//! Chat-line interpretation.
//!
//! The chat half of the dialog event bridge: the lines the server prints
//! while a purchase is in flight are mapped to a closed set of
//! [`ChatEvent`]s the engine loop reacts to.

use ahflip_core::{parse_coins, strip_item_name};
use parking_lot::RwLock;
use regex::Regex;
use tracing::debug;

use crate::error::EngineResult;

const ESCROW: &str = "Putting coins in escrow...";
const NOT_FOUND: &str = "This auction wasn't found!";
const AUCTION_CLOSED: &str = "The auctioneer has closed this auction!";
const INSUFFICIENT_COINS: &str = "You don't have enough coins to afford this bid!";
const GRACE_PERIOD: &str = "This BIN sale is still in its grace period!";

/// Lines suppressed from the console when useless messages are blocked.
const USELESS_LINES: [&str; 2] = ["items stashed away!", "CLICK HERE to pick them up!"];

/// A chat line the engine reacts to.
#[derive(Debug, Clone, PartialEq, Eq)]
pub enum ChatEvent {
    /// Purchase accepted, the confirm went through.
    Escrow,
    AuctionNotFound,
    AuctionClosed,
    InsufficientCoins,
    /// `item_name` is normalized with [`strip_item_name`].
    Purchased { item_name: String, price: u64 },
    Sold {
        buyer: String,
        item_name: String,
        price: u64,
    },
    /// The sentinel click landed before the grace period ended.
    GracePeriod,
    /// Any other line.
    Other,
}

impl ChatEvent {
    pub fn label(&self) -> &'static str {
        match self {
            Self::Escrow => "escrow",
            Self::AuctionNotFound => "not_found",
            Self::AuctionClosed => "auction_closed",
            Self::InsufficientCoins => "insufficient_coins",
            Self::Purchased { .. } => "purchased",
            Self::Sold { .. } => "sold",
            Self::GracePeriod => "grace_period",
            Self::Other => "other",
        }
    }
}

/// Compiled chat patterns.
#[derive(Debug, Clone)]
pub struct ChatInterpreter {
    purchased: Regex,
    sold: Regex,
}

impl ChatInterpreter {
    pub fn new() -> EngineResult<Self> {
        Ok(Self {
            purchased: Regex::new(r"^You purchased (.+?) for ([\d,]+) coins!$")?,
            sold: Regex::new(r"^\[Auction\] (.+?) bought (.+?) for ([\d,]+) coins CLICK$")?,
        })
    }

    /// Classify one colour-stripped chat line.
    pub fn interpret(&self, line: &str) -> ChatEvent {
        let line = line.trim();
        match line {
            ESCROW => return ChatEvent::Escrow,
            NOT_FOUND => return ChatEvent::AuctionNotFound,
            AUCTION_CLOSED => return ChatEvent::AuctionClosed,
            INSUFFICIENT_COINS => return ChatEvent::InsufficientCoins,
            GRACE_PERIOD => return ChatEvent::GracePeriod,
            _ => {}
        }

        if let Some(caps) = self.purchased.captures(line) {
            if let Ok(price) = parse_coins(&caps[2]) {
                return ChatEvent::Purchased {
                    item_name: strip_item_name(&caps[1]),
                    price,
                };
            }
            debug!(line, "Unparseable purchase price");
        }

        if let Some(caps) = self.sold.captures(line) {
            if let Ok(price) = parse_coins(&caps[3]) {
                return ChatEvent::Sold {
                    buyer: caps[1].to_string(),
                    item_name: strip_item_name(&caps[2]),
                    price,
                };
            }
            debug!(line, "Unparseable sale price");
        }

        ChatEvent::Other
    }
}

/// Whether `line` is noise worth hiding from the console.
pub fn is_useless(line: &str) -> bool {
    let line = line.trim();
    USELESS_LINES.iter().any(|useless| line.contains(useless))
}

/// Filter deciding which chat lines are forwarded to the feed. Replaced on
/// every settings push; forwards nothing until the first push.
#[derive(Debug, Default)]
pub struct ForwardFilter {
    pattern: RwLock<Option<Regex>>,
}

impl ForwardFilter {
    pub fn new() -> Self {
        Self::default()
    }

    /// Replace the pattern. `None` or an empty pattern disables forwarding.
    /// An invalid pattern leaves the previous one in place.
    pub fn set(&self, pattern: Option<&str>) -> EngineResult<()> {
        let compiled = match pattern.map(str::trim) {
            Some(p) if !p.is_empty() => Some(Regex::new(p)?),
            _ => None,
        };
        *self.pattern.write() = compiled;
        Ok(())
    }

    pub fn matches(&self, line: &str) -> bool {
        self.pattern
            .read()
            .as_ref()
            .map(|re| re.is_match(line))
            .unwrap_or(false)
    }
}

#[cfg(test)]
mod tests {
    use super::*;

    #[test]
    fn test_fixed_lines() {
        let chat = ChatInterpreter::new().unwrap();
        assert_eq!(chat.interpret("Putting coins in escrow..."), ChatEvent::Escrow);
        assert_eq!(
            chat.interpret("This auction wasn't found!"),
            ChatEvent::AuctionNotFound
        );
        assert_eq!(
            chat.interpret("You don't have enough coins to afford this bid!"),
            ChatEvent::InsufficientCoins
        );
        assert_eq!(
            chat.interpret("This BIN sale is still in its grace period!"),
            ChatEvent::GracePeriod
        );
        assert_eq!(chat.interpret("Welcome to the server"), ChatEvent::Other);
    }

    #[test]
    fn test_purchase_line() {
        let chat = ChatInterpreter::new().unwrap();
        assert_eq!(
            chat.interpret("You purchased Hyperion for 1,000,000 coins!"),
            ChatEvent::Purchased {
                item_name: "Hyperion".to_string(),
                price: 1_000_000
            }
        );
    }

    #[test]
    fn test_sold_line() {
        let chat = ChatInterpreter::new().unwrap();
        assert_eq!(
            chat.interpret("[Auction] Steve bought Hyperion for 2,500,000 coins CLICK"),
            ChatEvent::Sold {
                buyer: "Steve".to_string(),
                item_name: "Hyperion".to_string(),
                price: 2_500_000
            }
        );
    }

    #[test]
    fn test_useless_lines() {
        assert!(is_useless("You have 3 items stashed away!"));
        assert!(is_useless("CLICK HERE to pick them up!"));
        assert!(!is_useless("You purchased Hyperion for 1 coins!"));
    }

    #[test]
    fn test_forward_filter_is_replaced() {
        let filter = ForwardFilter::new();
        assert!(!filter.matches("You purchased X"));

        filter.set(Some("^You purchased")).unwrap();
        assert!(filter.matches("You purchased X"));
        assert!(!filter.matches("[Auction] Steve bought X"));

        filter.set(Some(r"^\[Auction\]")).unwrap();
        assert!(!filter.matches("You purchased X"));
        assert!(filter.matches("[Auction] Steve bought X"));

        filter.set(None).unwrap();
        assert!(!filter.matches("[Auction] Steve bought X"));
    }

    #[test]
    fn test_invalid_pattern_keeps_previous() {
        let filter = ForwardFilter::new();
        filter.set(Some("^You")).unwrap();
        assert!(filter.set(Some("(unclosed")).is_err());
        assert!(filter.matches("You purchased X"));
    }
}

====================

> Work order:
Start at the first line of the material. Reproduce every line exactly, ending with the line that holds "messages are blocked.".

> Output below:
//! Chat-line interpretation.
//!
//! The chat half of the dialog event bridge: the lines the server prints
//! while a purchase is in flight are mapped to a closed set of
//! [`ChatEvent`]s the engine loop reacts to.

use ahflip_core::{parse_coins, strip_item_name};
use parking_lot::RwLock;
use regex::Regex;
use tracing::debug;

use crate::error::EngineResult;

const ESCROW: &str = "Putting coins in escrow...";
const NOT_FOUND: &str = "This auction wasn't found!";
const AUCTION_CLOSED: &str = "The auctioneer has closed this auction!";
const INSUFFICIENT_COINS: &str = "You don't have enough coins to afford this bid!";
const GRACE_PERIOD: &str = "This BIN sale is still in its grace period!";

/// Lines suppressed from the console when useless messages are blocked.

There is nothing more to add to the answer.